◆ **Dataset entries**
- - - - -
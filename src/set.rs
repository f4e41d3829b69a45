//! ChainSet: element-only view over `ChainTable`.

use crate::config::{Resolved, TableConfig, DEFAULT_INITIAL_BINS, DEFAULT_LOAD_THRESHOLD};
use crate::cursor::Cursor;
use crate::error::Result;
use crate::hash::{HashFn, KeyHash, StdHash};
use crate::table::{self, ChainTable};
use core::borrow::Borrow;
use core::cmp::Ordering;
use core::fmt;
use core::hash::Hash;

#[derive(Clone)]
pub struct ChainSet<T, S = StdHash> {
    table: ChainTable<T, (), S>,
}

impl<T> ChainSet<T>
where
    T: Eq + Hash,
{
    pub fn new() -> Self {
        Self {
            table: ChainTable::from_resolved(Resolved {
                hasher: StdHash::default(),
                load_threshold: DEFAULT_LOAD_THRESHOLD,
                initial_bins: DEFAULT_INITIAL_BINS,
            }),
        }
    }
}

impl<T> Default for ChainSet<T>
where
    T: Eq + Hash,
{
    fn default() -> Self {
        Self::new()
    }
}

impl<T> ChainSet<T, HashFn<T>>
where
    T: Eq,
{
    pub fn with_hash_fn(f: fn(&T) -> i64) -> Self {
        Self {
            table: ChainTable::from_resolved(Resolved {
                hasher: HashFn::new(f),
                load_threshold: DEFAULT_LOAD_THRESHOLD,
                initial_bins: DEFAULT_INITIAL_BINS,
            }),
        }
    }
}

impl<T, S> ChainSet<T, S>
where
    T: Eq,
    S: KeyHash<T>,
{
    pub fn with_config(config: TableConfig<S>) -> Result<Self> {
        Ok(Self {
            table: ChainTable::with_config(config)?,
        })
    }

    pub fn copy_from(source: &Self, config: TableConfig<S>) -> Result<Self>
    where
        T: Clone,
        S: Clone,
    {
        Ok(Self {
            table: ChainTable::copy_from(&source.table, config)?,
        })
    }

    pub fn assign(&mut self, rhs: &Self)
    where
        T: Clone,
        S: Clone,
    {
        self.table.assign(&rhs.table);
    }

    pub fn from_elements<I>(config: TableConfig<S>, elements: I) -> Result<Self>
    where
        I: IntoIterator<Item = T>,
    {
        let mut set = Self::with_config(config)?;
        set.insert_all(elements);
        Ok(set)
    }

    pub fn len(&self) -> usize {
        self.table.len()
    }

    pub fn is_empty(&self) -> bool {
        self.table.is_empty()
    }

    pub fn bins(&self) -> usize {
        self.table.bins()
    }

    pub fn load_threshold(&self) -> f64 {
        self.table.load_threshold()
    }

    pub fn mod_count(&self) -> u64 {
        self.table.mod_count()
    }

    pub fn table(&self) -> &ChainTable<T, (), S> {
        &self.table
    }

    pub fn contains(&self, element: &T) -> bool {
        self.table.contains_key(element)
    }

    pub fn contains_all<I>(&self, elements: I) -> bool
    where
        I: IntoIterator,
        I::Item: Borrow<T>,
    {
        elements.into_iter().all(|e| self.contains(e.borrow()))
    }

    /// Add `element`; returns true if it was not already present.
    pub fn insert(&mut self, element: T) -> bool {
        if self.table.contains_key(&element) {
            return false;
        }
        self.table.insert_or_update(element, ());
        true
    }

    /// Remove `element`; returns true if it was present.
    pub fn erase(&mut self, element: &T) -> bool {
        self.table.remove(element).is_ok()
    }

    /// Remove and return the stored element equal to `element`.
    pub fn take(&mut self, element: &T) -> Result<T> {
        self.table.remove(element).map(|(t, ())| t)
    }

    /// `insert` every element; returns how many were processed.
    pub fn insert_all<I>(&mut self, elements: I) -> usize
    where
        I: IntoIterator<Item = T>,
    {
        let mut count = 0;
        for e in elements {
            self.insert(e);
            count += 1;
        }
        count
    }

    /// `erase` every element; returns how many were processed.
    pub fn erase_all<I>(&mut self, elements: I) -> usize
    where
        I: IntoIterator,
        I::Item: Borrow<T>,
    {
        let mut count = 0;
        for e in elements {
            self.erase(e.borrow());
            count += 1;
        }
        count
    }

    /// Keep only elements that also occur in `elements`; returns how many
    /// were removed.
    pub fn retain_all<I>(&mut self, elements: I) -> usize
    where
        T: Clone,
        S: Clone,
        I: IntoIterator,
        I::Item: Borrow<T>,
    {
        let mut keep: ChainTable<T, (), S> = ChainTable::from_resolved(Resolved {
            hasher: self.table.hasher().clone(),
            load_threshold: DEFAULT_LOAD_THRESHOLD,
            initial_bins: DEFAULT_INITIAL_BINS,
        });
        for e in elements {
            keep.insert_or_update(e.borrow().clone(), ());
        }
        self.table.retain(|t, _| keep.contains_key(t))
    }

    /// Keep only elements for which `keep` returns true; returns how many
    /// were removed.
    pub fn retain<F>(&mut self, mut keep: F) -> usize
    where
        F: FnMut(&T) -> bool,
    {
        self.table.retain(|t, _| keep(t))
    }

    pub fn clear(&mut self) {
        self.table.clear();
    }

    pub fn is_subset<S2>(&self, other: &ChainSet<T, S2>) -> bool
    where
        S2: KeyHash<T>,
    {
        self.len() <= other.len() && self.iter().all(|t| other.contains(t))
    }

    pub fn is_proper_subset<S2>(&self, other: &ChainSet<T, S2>) -> bool
    where
        S2: KeyHash<T>,
    {
        self.len() < other.len() && self.iter().all(|t| other.contains(t))
    }

    pub fn is_superset<S2>(&self, other: &ChainSet<T, S2>) -> bool
    where
        S2: KeyHash<T>,
    {
        other.is_subset(self)
    }

    pub fn is_proper_superset<S2>(&self, other: &ChainSet<T, S2>) -> bool
    where
        S2: KeyHash<T>,
    {
        other.is_proper_subset(self)
    }

    pub fn begin(&self) -> SetCursor {
        SetCursor(Cursor::begin(&self.table))
    }

    pub fn end(&self) -> SetCursor {
        SetCursor(Cursor::end(&self.table))
    }

    /// Per-bin dump: `bin[i]: a -> b -> TRAILER`, then the counters.
    pub fn layout(&self) -> String
    where
        T: fmt::Display,
    {
        self.table.layout(|t, _| t.to_string())
    }
}

impl<T, S> ChainSet<T, S> {
    pub fn iter(&self) -> Iter<'_, T> {
        Iter {
            inner: self.table.iter(),
        }
    }
}

/// Elements in bin order.
pub struct Iter<'a, T> {
    inner: table::Iter<'a, T, ()>,
}

impl<'a, T> Iterator for Iter<'a, T> {
    type Item = &'a T;

    #[inline]
    fn next(&mut self) -> Option<&'a T> {
        self.inner.next().map(|(t, _)| t)
    }

    fn size_hint(&self) -> (usize, Option<usize>) {
        self.inner.size_hint()
    }
}

impl<T> ExactSizeIterator for Iter<'_, T> {}

pub struct IntoIter<T> {
    inner: table::IntoIter<T, ()>,
}

impl<T> Iterator for IntoIter<T> {
    type Item = T;

    #[inline]
    fn next(&mut self) -> Option<T> {
        self.inner.next().map(|(t, ())| t)
    }

    fn size_hint(&self) -> (usize, Option<usize>) {
        self.inner.size_hint()
    }
}

/// Checked cursor over a `ChainSet`. See `Cursor`.
#[derive(Clone, Debug)]
pub struct SetCursor(Cursor);

impl SetCursor {
    pub fn is_end(&self) -> bool {
        self.0.is_end()
    }

    pub fn advance<T, S>(&mut self, set: &ChainSet<T, S>) -> Result<()>
    where
        T: Eq,
        S: KeyHash<T>,
    {
        self.0.advance(&set.table)
    }

    pub fn get<'a, T, S>(&self, set: &'a ChainSet<T, S>) -> Result<&'a T>
    where
        T: Eq,
        S: KeyHash<T>,
    {
        self.0.get(&set.table).map(|(t, _)| t)
    }

    pub fn erase<T, S>(&mut self, set: &mut ChainSet<T, S>) -> Result<T>
    where
        T: Eq,
        S: KeyHash<T>,
    {
        self.0.erase(&mut set.table).map(|(t, ())| t)
    }

    pub fn same_position<T, S>(&self, other: &SetCursor, set: &ChainSet<T, S>) -> Result<bool>
    where
        T: Eq,
        S: KeyHash<T>,
    {
        self.0.same_position(&other.0, &set.table)
    }
}

impl<T, S> PartialEq for ChainSet<T, S>
where
    T: Eq,
    S: KeyHash<T>,
{
    fn eq(&self, other: &Self) -> bool {
        self.len() == other.len() && other.iter().all(|t| self.contains(t))
    }
}

impl<T, S> Eq for ChainSet<T, S>
where
    T: Eq,
    S: KeyHash<T>,
{
}

/// Subset order: `a <= b` iff `a` is a subset of `b`, `a < b` iff a proper
/// subset. Sets where neither contains the other are unordered.
impl<T, S> PartialOrd for ChainSet<T, S>
where
    T: Eq,
    S: KeyHash<T>,
{
    fn partial_cmp(&self, other: &Self) -> Option<Ordering> {
        match self.len().cmp(&other.len()) {
            Ordering::Equal if self == other => Some(Ordering::Equal),
            Ordering::Less if self.is_subset(other) => Some(Ordering::Less),
            Ordering::Greater if other.is_subset(self) => Some(Ordering::Greater),
            _ => None,
        }
    }
}

impl<T: fmt::Debug, S> fmt::Debug for ChainSet<T, S> {
    fn fmt(&self, f: &mut fmt::Formatter<'_>) -> fmt::Result {
        f.debug_set().entries(self.iter()).finish()
    }
}

/// `set[a,b,c]` in iteration order.
impl<T: fmt::Display, S> fmt::Display for ChainSet<T, S> {
    fn fmt(&self, f: &mut fmt::Formatter<'_>) -> fmt::Result {
        f.write_str("set[")?;
        for (i, t) in self.iter().enumerate() {
            if i > 0 {
                f.write_str(",")?;
            }
            write!(f, "{t}")?;
        }
        f.write_str("]")
    }
}

impl<T, S> Extend<T> for ChainSet<T, S>
where
    T: Eq,
    S: KeyHash<T>,
{
    fn extend<I: IntoIterator<Item = T>>(&mut self, iter: I) {
        self.insert_all(iter);
    }
}

impl<T> FromIterator<T> for ChainSet<T>
where
    T: Eq + Hash,
{
    fn from_iter<I: IntoIterator<Item = T>>(iter: I) -> Self {
        let mut set = Self::new();
        set.insert_all(iter);
        set
    }
}

impl<'a, T, S> IntoIterator for &'a ChainSet<T, S> {
    type Item = &'a T;
    type IntoIter = Iter<'a, T>;

    fn into_iter(self) -> Iter<'a, T> {
        self.iter()
    }
}

impl<T, S> IntoIterator for ChainSet<T, S> {
    type Item = T;
    type IntoIter = IntoIter<T>;

    fn into_iter(self) -> IntoIter<T> {
        IntoIter {
            inner: self.table.into_iter(),
        }
    }
}

impl<T, S> From<ChainSet<T, S>> for Vec<T> {
    fn from(set: ChainSet<T, S>) -> Vec<T> {
        set.into_iter().collect()
    }
}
- - - - -
◆ **Directions**
Give the number of lines in the records where the word "inner" occurs, and add nothing.

◆ **Solved problem**
8